Выяснилось, что госпиталь находится в моем родном городе, где я жил, учился, и от одного этого вся палата — окна, стены, двери, застекленные наполовину, так что видно было, кто в них заглядывает, — все показалось мне давным-давно виденным, знакомым чуть ли не с детства.
Но особенно знакомыми были ребристые ставни с поперечными щелями.
Во время бомбежек санитары всех нас укладывали на носилки и торопливо несли вниз, в подвал. И, странное дело, в то время, когда меня несли по длинному коридору, а потом по лестнице, я мог поклясться, что уже бывал здесь, что все это хорошо мне знакомо.
Я поделился своими ощущениями с соседом по палате, чернобородым великаном, которому на койке было тесно, как на боковой полке жесткого вагона в поезде.
— Ничего удивительного, — сказал сосед. Он лежал пластом и говорил не шевелясь, не поворачивая головы. — Такое и со мной бывало. Мне и сейчас чудится, что лежу в той самой палате, где лежал в августе. Хотя тот госпиталь был в Калуге, а там теперь немцы…
На операцию, а затем на перевязки нас возили на высоких белых тележках. Однажды перевязочная была переполнена, и меня оставили в коридоре, у окна. На дворе стояла поздняя осень, и мне с тележки хорошо видны были иззябшие клены, наполовину растерявшие оранжево-красную листву. И снова клены эти и высокий кирпичный забор с башенками показались мне знакомыми.
— На какой улице находится госпиталь? — спросил я после перевязки у сестры Танечки.
За много недель я ни разу не видел Танечку без глухого халата, без косынки, низко надвинутой на глаза, так что даже не знал, какие у нее волосы, какой лоб.
— Я ведь нездешняя, точно не знаю. Но кажется, на углу Пролетарской и Московской.
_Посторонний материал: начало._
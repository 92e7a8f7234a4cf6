//! Syntax-highlighting grammar generation
//!
//! Produces a TextMate grammar for Octopus input files. Variable names come
//! from the active catalog; constants and functions come from
//! [`crate::core::math`], the same lists the expression detector uses.

use crate::catalog::Catalog;
use crate::core::math::{alternation, MATH_FUNCTIONS, PREDEFINED_CONSTANTS};
use serde_json::{json, Value};

/// Build the complete tmLanguage document
pub fn tm_grammar(catalog: &Catalog) -> Value {
    let mut names: Vec<&str> = catalog.iter().map(|spec| spec.name.as_str()).collect();
    // Longer names first so a prefix never shadows a full variable name
    names.sort_by(|a, b| b.len().cmp(&a.len()).then(a.cmp(b)));

    json!({
        "$schema": "https://raw.githubusercontent.com/martinring/tmlanguage/master/tmlanguage.json",
        "name": "Octopus",
        "scopeName": "source.octopus",
        "patterns": [
            { "include": "#comments" },
            { "include": "#blocks" },
            { "include": "#variables" },
            { "include": "#functions" },
            { "include": "#constants" },
            { "include": "#strings" },
            { "include": "#numbers" },
            { "include": "#operators" }
        ],
        "repository": {
            "comments": {
                "patterns": [{
                    "name": "comment.line.number-sign.octopus",
                    "match": "#.*$"
                }]
            },
            "blocks": {
                "patterns": [
                    {
                        "name": "keyword.control.block.begin.octopus",
                        "match": "^\\s*%[A-Za-z][A-Za-z0-9_]*\\s*$"
                    },
                    {
                        "name": "keyword.control.block.end.octopus",
                        "match": "^\\s*%\\s*$"
                    }
                ]
            },
            "variables": {
                "patterns": [{
                    "name": "variable.parameter.octopus",
                    "match": format!("(?i)\\b({})\\b", alternation(&names))
                }]
            },
            "functions": {
                "patterns": [{
                    "name": "support.function.math.octopus",
                    "match": format!("(?i)\\b({})(?=\\s*\\()", alternation(MATH_FUNCTIONS))
                }]
            },
            "constants": {
                "patterns": [{
                    "name": "constant.language.octopus",
                    "match": format!("(?i)\\b({})\\b", alternation(PREDEFINED_CONSTANTS))
                }]
            },
            "strings": {
                "patterns": [
                    {
                        "name": "string.quoted.double.octopus",
                        "begin": "\"",
                        "end": "\""
                    },
                    {
                        "name": "string.quoted.single.octopus",
                        "begin": "'",
                        "end": "'"
                    }
                ]
            },
            "numbers": {
                "patterns": [{
                    "name": "constant.numeric.octopus",
                    "match": "\\b[0-9]+(\\.[0-9]*)?([eE][+-]?[0-9]+)?\\b"
                }]
            },
            "operators": {
                "patterns": [{
                    "name": "keyword.operator.octopus",
                    "match": "[+\\-*/^=|]"
                }]
            }
        }
    })
}

#[cfg(test)]
mod tests {
    use super::*;

    #[test]
    fn test_grammar_uses_shared_lists() {
        let catalog = Catalog::bundled("14.1").unwrap();
        let grammar = tm_grammar(&catalog);
        let functions = grammar["repository"]["functions"]["patterns"][0]["match"]
            .as_str()
            .unwrap();
        for f in MATH_FUNCTIONS {
            assert!(functions.contains(f), "missing function {}", f);
        }
        let constants = grammar["repository"]["constants"]["patterns"][0]["match"]
            .as_str()
            .unwrap();
        assert!(constants.contains("angstrom"));
        let variables = grammar["repository"]["variables"]["patterns"][0]["match"]
            .as_str()
            .unwrap();
        assert!(variables.contains("CalculationMode"));
    }
}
От неожиданности я резко приподнялся на локтях, но боль в ноге быстро меня усмирила.
— Что с тобой, сынок?
Танечка всех, даже моего соседа, называла сынками.
— Так, ничего особенного… В своей школе лежу. Учился в этом самом классе. Только сидел в другом углу, у окна.
Теперь я уже точно знал, куда выходят наши окна и что я увидел бы, подойдя к ним; знал, что перевязочная находится в учительской.
Танечка не удивилась — может быть, не нашла в моих словах ничего особенного; может быть, просто устала после дежурства и ей было не до того.
Я попросил Танечку узнать, не работает ли в госпитале кто-нибудь из школьных служащих. Хоть бы одна знакомая душа объявилась! В родном городе одиночество чувствовалось острее, чем где-нибудь в другом месте.
Танечка не забыла о моей просьбе, и еще до вечернего обхода меня проведал школьный сторож Петрович, который теперь работал истопником.